I considered the Wick rotation in quantum mechanics $x_0 \to -i x_4$. From this, I thought it would be reasonable to assume that for the potential vector, the Wick rotation would be $A_0 \to -i A_4$, since $A_\mu$ is a four-vector like $x_\mu$. This implies $F_{0 i}F^{0 i} \to -F_{4 i}F_{4 i}$ and assuming a metric $g^{\mu \nu} = \;\mbox{diag}(1,-1,-1,-1)$, this results in $F_{\mu \nu}F^{\mu \nu} \to -F_{\mu \nu}F_{\mu \nu}$. Now, considering that $d^4x = dt\, d^3x \to -i d\tau\, d^3x$ the action should transform as

\begin{equation} i S = -\frac{i}{2}\int d^4x \;\mbox{Tr}(F_{\mu \nu}F^{\mu \nu}) \to \frac{1}{2}\int d^4x \;\mbox{Tr}(F_{\mu \nu}F_{\mu \nu}) = S_E\,, \end{equation} where $S_E$ is the Euclidean action, which is a positive number. So, $iS \to S_E$ instead of the expected $iS \to -S_E$. I am obviously doing something wrong. I suspect it could be in the transformation of $d^4x$, but I cannot see why it would be wrong. One thing that I noticed is that if I use the metric $g^{\mu \nu} = \;\mbox{diag}(-1,1,1,1)$, then I get the proper signal. But this is changing the metric in the middle of the calculation, which would be wrong without compensating with an appropriate minus signal and then the issue would persist.

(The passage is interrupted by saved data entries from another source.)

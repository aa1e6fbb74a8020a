//! Schema, defaults registry and layered merge for the Acquia recipe resolver.
//!
//! The types here describe what the recipe produces (service and tooling
//! definitions, interactive prompt specs) and what it consumes from the host
//! and the remote directory (saved keys, environments, applications).

pub mod defaults;
pub mod error;
pub mod merge;
pub mod schema;

pub use error::{Error, Result};
pub use merge::{deep_merge, layer, merge_layers};
pub use schema::{
    AcquiaKey, Application, Choice, ChoiceSource, DatabaseCredentials, Environment, KeyCache,
    PromptCondition, PromptDefault, PromptKind, PromptSpec, ServiceDefinition, ServiceOverrides,
    ToolingDefinition, ToolingOption, Toggle, Warning,
};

I have issues with the Fermionic sector as well. I considered $\partial_0 \to -i\partial_4$ following the transformation of $x_0$. Also, I saw in the books (Gattringer, Rothe) that it was needed that $\gamma^0 \to \gamma_4$ and $\gamma^i \to i \gamma_i$ so the definition for the $\gamma$ matrices could change from $\{\gamma^\mu,\gamma^\nu\} = 2 g^{\mu \nu} \to \{\gamma_\mu, \gamma_\nu\} = 2 \delta_{\mu \nu}$. It seens reasonable. The problem is that the transformation in the action becomes

\begin{equation} iS = i\int d^4x \; \bar{\psi}(i\gamma^\mu \partial_\mu + g_0 \gamma^\mu A_\mu - m)\psi \to \int d^4x \;\bar{\psi}(\gamma_\mu \partial_\mu - i g_0 \gamma_\mu A_\mu - m)\,, \end{equation}

which is not the Euclidean action. I tried using $A_0 \to i A_4$ in the hope I could have made some mistake in the logic above, but with no luck. So what is the prescription to perform the Wick rotation? How to figure out which transformations I should perform in a wick rotation?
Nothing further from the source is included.